TASK STATEMENT – Because the listing below is to be kept intact, restate all of it word for word.

INFORMATION –
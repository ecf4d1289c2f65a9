use crate::{
	binding::Callback,
	component::{Component, NodeSlot, ReadPolicy},
	element::{Child, ElementBuilder},
	host::{Host, InputEvent, NodeOf},
	storage::{Storage, TodoStore},
	todo::{AddTask, TaskRow, Todo, TodoId},
};
use hashbrown::{HashMap, HashSet};
use std::{
	cell::RefCell,
	mem,
	rc::{Rc, Weak},
};
use tracing::{debug, instrument, trace, warn};

/// The stateful root of the todo app.
///
/// Owns the todo collection, loads it from its [`TodoStore`] on construction and saves it after each mutation.
/// Rows are retained per [`TodoId`] between renders.
pub struct TodoList<H: Host, S> {
	store: TodoStore<S>,
	todos: Vec<Todo>,
	label_text: String,
	next_index: TodoId,
	rows: HashMap<TodoId, Rc<RefCell<TaskRow<H>>>>,
	add_task: AddTask<H>,
	on_delete: Callback<TodoId>,
	on_toggle: Callback<(TodoId, bool)>,
	slot: NodeSlot<NodeOf<H>>,
}

impl<H: Host, S: Storage + 'static> TodoList<H, S>
where
	H::Event: InputEvent,
{
	/// Loads the stored todos (if any) and wires up the child callbacks.
	///
	/// `read_policy` applies to the list and every component it creates.
	#[must_use]
	pub fn new(host: &H, store: TodoStore<S>, read_policy: ReadPolicy) -> Rc<RefCell<Self>> {
		let mut todos = store.load().unwrap_or_default();
		let mut next_index = todos.iter().map(|todo| todo.index).max().map_or(1, |max| max.saturating_add(1));
		debug!(count = todos.len(), next_index, "Loaded todos.");

		// Rows are keyed by identifier, so repeats get fresh ones.
		let mut seen = HashSet::with_capacity(todos.len());
		let mut rekeyed = 0_usize;
		for todo in &mut todos {
			if !seen.insert(todo.index) {
				todo.index = next_index;
				seen.insert(next_index);
				next_index = next_index.saturating_add(1);
				rekeyed += 1;
			}
		}
		if rekeyed > 0 {
			warn!(rekeyed, next_index, "Stored todos repeat identifiers. Assigned fresh ones.");
			store.save(&todos);
		}

		Rc::new_cyclic(|this: &Weak<RefCell<Self>>| {
			let on_delete: Callback<TodoId> = {
				let (this, host) = (this.clone(), host.downgrade());
				Rc::new(move |index: TodoId| {
					if let (Some(this), Some(host)) = (this.upgrade(), H::upgrade(&host)) {
						this.borrow_mut().delete_todo(index, &host);
					}
				})
			};
			let on_toggle: Callback<(TodoId, bool)> = {
				let (this, host) = (this.clone(), host.downgrade());
				Rc::new(move |(index, completed): (TodoId, bool)| {
					if let (Some(this), Some(host)) = (this.upgrade(), H::upgrade(&host)) {
						this.borrow_mut().toggle_todo(index, completed, &host);
					}
				})
			};
			let on_input_change: Callback<String> = {
				let this = this.clone();
				Rc::new(move |text: String| {
					if let Some(this) = this.upgrade() {
						this.borrow_mut().set_label_text(text)
					}
				})
			};
			let on_add: Callback<()> = {
				let (this, host) = (this.clone(), host.downgrade());
				Rc::new(move |(): ()| {
					if let (Some(this), Some(host)) = (this.upgrade(), H::upgrade(&host)) {
						this.borrow_mut().add_todo(&host);
					}
				})
			};

			RefCell::new(Self {
				store,
				todos,
				label_text: String::new(),
				next_index,
				rows: HashMap::new(),
				add_task: AddTask::new(String::new(), on_input_change, on_add, NodeSlot::with_read_policy(read_policy)),
				on_delete,
				on_toggle,
				slot: NodeSlot::with_read_policy(read_policy),
			})
		})
	}

	#[must_use]
	pub fn todos(&self) -> &[Todo] {
		&self.todos
	}

	#[must_use]
	pub fn label_text(&self) -> &str {
		&self.label_text
	}

	/// The row currently retained for `index`, if the list has rendered it.
	#[must_use]
	pub fn row(&self, index: TodoId) -> Option<Rc<RefCell<TaskRow<H>>>> {
		self.rows.get(&index).cloned()
	}

	#[must_use]
	pub fn row_count(&self) -> usize {
		self.rows.len()
	}

	/// Remembers the add-task input's text. Doesn't render.
	pub fn set_label_text(&mut self, text: String) {
		self.label_text = text
	}

	/// Appends a todo with the current input text, unless that is blank.
	#[instrument(skip_all)]
	pub fn add_todo(&mut self, host: &H) -> Option<TodoId> {
		if self.label_text.trim().is_empty() {
			trace!("Ignoring blank label.");
			return None;
		}

		let index = self.next_index;
		self.next_index = self.next_index.saturating_add(1);
		let label = mem::take(&mut self.label_text);
		if cfg!(feature = "dangerous-logging") {
			debug!(index, label = %label, "Adding todo.");
		} else {
			debug!(index, "Adding todo.");
		}
		self.todos.push(Todo::new(index, label));
		self.store.save(&self.todos);
		self.update(host);
		Some(index)
	}

	/// Returns whether a todo was removed.
	#[instrument(skip(self, host))]
	pub fn delete_todo(&mut self, index: TodoId, host: &H) -> bool {
		let count = self.todos.len();
		self.todos.retain(|todo| todo.index != index);
		if self.todos.len() == count {
			warn!("No such todo.");
			return false;
		}
		self.store.save(&self.todos);
		self.update(host);
		true
	}

	/// Returns whether the todo exists.
	#[instrument(skip(self, host))]
	pub fn toggle_todo(&mut self, index: TodoId, completed: bool, host: &H) -> bool {
		match self.todos.iter_mut().find(|todo| todo.index == index) {
			Some(todo) => todo.completed = completed,
			None => {
				warn!("No such todo.");
				return false;
			}
		}
		self.store.save(&self.todos);
		self.update(host);
		true
	}
}

impl<H: Host, S: Storage + 'static> Component for TodoList<H, S>
where
	H::Event: InputEvent,
{
	type Host = H;

	#[instrument(skip_all, fields(todos = self.todos.len()))]
	fn render(&mut self, host: &H) -> NodeOf<H> {
		let read_policy = self.slot.read_policy();
		let mut retained = mem::take(&mut self.rows);
		let mut row_nodes = Vec::with_capacity(self.todos.len());
		for todo in &self.todos {
			let row = match retained.remove(&todo.index) {
				Some(row) => {
					{
						let mut row = row.borrow_mut();
						row.set_props(todo.clone());
						row.update(host);
					}
					row
				}
				None => {
					trace!(index = todo.index, "Creating row.");
					TaskRow::new(todo.clone(), Rc::clone(&self.on_delete), Rc::clone(&self.on_toggle), read_policy)
				}
			};
			row_nodes.push(Child::Node(row.borrow_mut().rendered_node(host)));
			if self.rows.insert(todo.index, row).is_some() {
				warn!(index = todo.index, "Duplicate todo index. Only the last row is retained.");
			}
		}
		if !retained.is_empty() {
			trace!(count = retained.len(), "Dropping rows of removed todos.");
		}

		self.add_task.set_props(self.label_text.clone());
		self.add_task.update(host);
		let add_task = self.add_task.rendered_node(host);

		let heading = ElementBuilder::new("h1").text("TODO List").build(host);
		let list = ElementBuilder::new("ul").attribute("id", "todos").children(row_nodes).build(host);
		ElementBuilder::new("div")
			.attribute("class", "todo-list")
			.children([Child::Node(heading), Child::Node(add_task), Child::Node(list)])
			.build(host)
	}

	fn slot(&self) -> &NodeSlot<NodeOf<H>> {
		&self.slot
	}

	fn slot_mut(&mut self) -> &mut NodeSlot<NodeOf<H>> {
		&mut self.slot
	}
}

SOLUTION –
repository ecf4d1289c2f65a9
use crate::{
	binding::Callback,
	component::{Component, NodeSlot, ReadPolicy},
	element::{Child, ElementBuilder},
	host::{Host, InputEvent, NodeOf},
	storage::{Storage, TodoStore},
	todo::{AddTask, TaskRow, Todo, TodoId},
};
use hashbrown::{HashMap, HashSet};
use std::{
	cell::RefCell,
	mem,
	rc::{Rc, Weak},
};
use tracing::{debug, instrument, trace, warn};

/// The stateful root of the todo app.
///
/// Owns the todo collection, loads it from its [`TodoStore`] on construction and saves it after each mutation.
/// Rows are retained per [`TodoId`] between renders.
pub struct TodoList<H: Host, S> {
	store: TodoStore<S>,
	todos: Vec<Todo>,
	label_text: String,
	next_index: TodoId,
	rows: HashMap<TodoId, Rc<RefCell<TaskRow<H>>>>,
	add_task: AddTask<H>,
	on_delete: Callback<TodoId>,
	on_toggle: Callback<(TodoId, bool)>,
	slot: NodeSlot<NodeOf<H>>,
}

impl<H: Host, S: Storage + 'static> TodoList<H, S>
where
	H::Event: InputEvent,
{
	/// Loads the stored todos (if any) and wires up the child callbacks.
	///
	/// `read_policy` applies to the list and every component it creates.
	#[must_use]
	pub fn new(host: &H, store: TodoStore<S>, read_policy: ReadPolicy) -> Rc<RefCell<Self>> {
		let mut todos = store.load().unwrap_or_default();
		let mut next_index = todos.iter().map(|todo| todo.index).max().map_or(1, |max| max.saturating_add(1));
		debug!(count = todos.len(), next_index, "Loaded todos.");

		// Rows are keyed by identifier, so repeats get fresh ones.
		let mut seen = HashSet::with_capacity(todos.len());
		let mut rekeyed = 0_usize;
		for todo in &mut todos {
			if !seen.insert(todo.index) {
				todo.index = next_index;
				seen.insert(next_index);
				next_index = next_index.saturating_add(1);
				rekeyed += 1;
			}
		}
		if rekeyed > 0 {
			warn!(rekeyed, next_index, "Stored todos repeat identifiers. Assigned fresh ones.");
			store.save(&todos);
		}

		Rc::new_cyclic(|this: &Weak<RefCell<Self>>| {
			let on_delete: Callback<TodoId> = {
				let (this, host) = (this.clone(), host.downgrade());
				Rc::new(move |index: TodoId| {
					if let (Some(this), Some(host)) = (this.upgrade(), H::upgrade(&host)) {
						this.borrow_mut().delete_todo(index, &host);
					}
				})
			};
			let on_toggle: Callback<(TodoId, bool)> = {
				let (this, host) = (this.clone(), host.downgrade());
				Rc::new(move |(index, completed): (TodoId, bool)| {
					if let (Some(this), Some(host)) = (this.upgrade(), H::upgrade(&host)) {
						this.borrow_mut().toggle_todo(index, completed, &host);
					}
				})
			};
			let on_input_change: Callback<String> = {
				let this = this.clone();
				Rc::new(move |text: String| {
					if let Some(this) = this.upgrade() {
						this.borrow_mut().set_label_text(text)
					}
				})
			};
			let on_add: Callback<()> = {
				let (this, host) = (this.clone(), host.downgrade());
				Rc::new(move |(): ()| {
					if let (Some(this), Some(host)) = (this.upgrade(), H::upgrade(&host)) {
						this.borrow_mut().add_todo(&host);
					}
				})
			};

			RefCell::new(Self {
				store,
				todos,
				label_text: String::new(),
				next_index,
				rows: HashMap::new(),
				add_task: AddTask::new(String::new(), on_input_change, on_add, NodeSlot::with_read_policy(read_policy)),
				on_delete,
				on_toggle,
				slot: NodeSlot::with_read_policy(read_policy),
			})
		})
	}

	#[must_use]
	pub fn todos(&self) -> &[Todo] {
		&self.todos
	}

	#[must_use]
	pub fn label_text(&self) -> &str {
		&self.label_text
	}

	/// The row currently retained for `index`, if the list has rendered it.
	#[must_use]
	pub fn row(&self, index: TodoId) -> Option<Rc<RefCell<TaskRow<H>>>> {
		self.rows.get(&index).cloned()
	}

	#[must_use]
	pub fn row_count(&self) -> usize {
		self.rows.len()
	}

	/// Remembers the add-task input's text. Doesn't render.
	pub fn set_label_text(&mut self, text: String) {
		self.label_text = text
	}

	/// Appends a todo with the current input text, unless that is blank.
	#[instrument(skip_all)]
	pub fn add_todo(&mut self, host: &H) -> Option<TodoId> {
		if self.label_text.trim().is_empty() {
			trace!("Ignoring blank label.");
			return None;
		}

		let index = self.next_index;
		self.next_index = self.next_index.saturating_add(1);
		let label = mem::take(&mut self.label_text);
		if cfg!(feature = "dangerous-logging") {
			debug!(index, label = %label, "Adding todo.");
		} else {
			debug!(index, "Adding todo.");
		}
		self.todos.push(Todo::new(index, label));
		self.store.save(&self.todos);
		self.update(host);
		Some(index)
	}

	/// Returns whether a todo was removed.
	#[instrument(skip(self, host))]
	pub fn delete_todo(&mut self, index: TodoId, host: &H) -> bool {
		let count = self.todos.len();
		self.todos.retain(|todo| todo.index != index);
		if self.todos.len() == count {
			warn!("No such todo.");
			return false;
		}
		self.store.save(&self.todos);
		self.update(host);
		true
	}

	/// Returns whether the todo exists.
	#[instrument(skip(self, host))]
	pub fn toggle_todo(&mut self, index: TodoId, completed: bool, host: &H) -> bool {
		match self.todos.iter_mut().find(|todo| todo.index == index) {
			Some(todo) => todo.completed = completed,
			None => {
				warn!("No such todo.");
				return false;
			}
		}
		self.store.save(&self.todos);
		self.update(host);
		true
	}
}

impl<H: Host, S: Storage + 'static> Component for TodoList<H, S>
where
	H::Event: InputEvent,
{
	type Host = H;

	#[instrument(skip_all, fields(todos = self.todos.len()))]
	fn render(&mut self, host: &H) -> NodeOf<H> {
		let read_policy = self.slot.read_policy();
		let mut retained = mem::take(&mut self.rows);
		let mut row_nodes = Vec::with_capacity(self.todos.len());
		for todo in &self.todos {
			let row = match retained.remove(&todo.index) {
				Some(row) => {
					{
						let mut row = row.borrow_mut();
						row.set_props(todo.clone());
						row.update(host);
					}
					row
				}
				None => {
					trace!(index = todo.index, "Creating row.");
					TaskRow::new(todo.clone(), Rc::clone(&self.on_delete), Rc::clone(&self.on_toggle), read_policy)
				}
			};
			row_nodes.push(Child::Node(row.borrow_mut().rendered_node(host)));
			if self.rows.insert(todo.index, row).is_some() {
				warn!(index = todo.index, "Duplicate todo index. Only the last row is retained.");
			}
		}
		if !retained.is_empty() {
			trace!(count = retained.len(), "Dropping rows of removed todos.");
		}

		self.add_task.set_props(self.label_text.clone());
		self.add_task.update(host);
		let add_task = self.add_task.rendered_node(host);

		let heading = ElementBuilder::new("h1").text("TODO List").build(host);
		let list = ElementBuilder::new("ul").attribute("id", "todos").children(row_nodes).build(host);
		ElementBuilder::new("div")
			.attribute("class", "todo-list")
			.children([Child::Node(heading), Child::Node(add_task), Child::Node(list)])
			.build(host)
	}

	fn slot(&self) -> &NodeSlot<NodeOf<H>> {
		&self.slot
	}

	fn slot_mut(&mut self) -> &mut NodeSlot<NodeOf<H>> {
		&mut self.slot
	}
}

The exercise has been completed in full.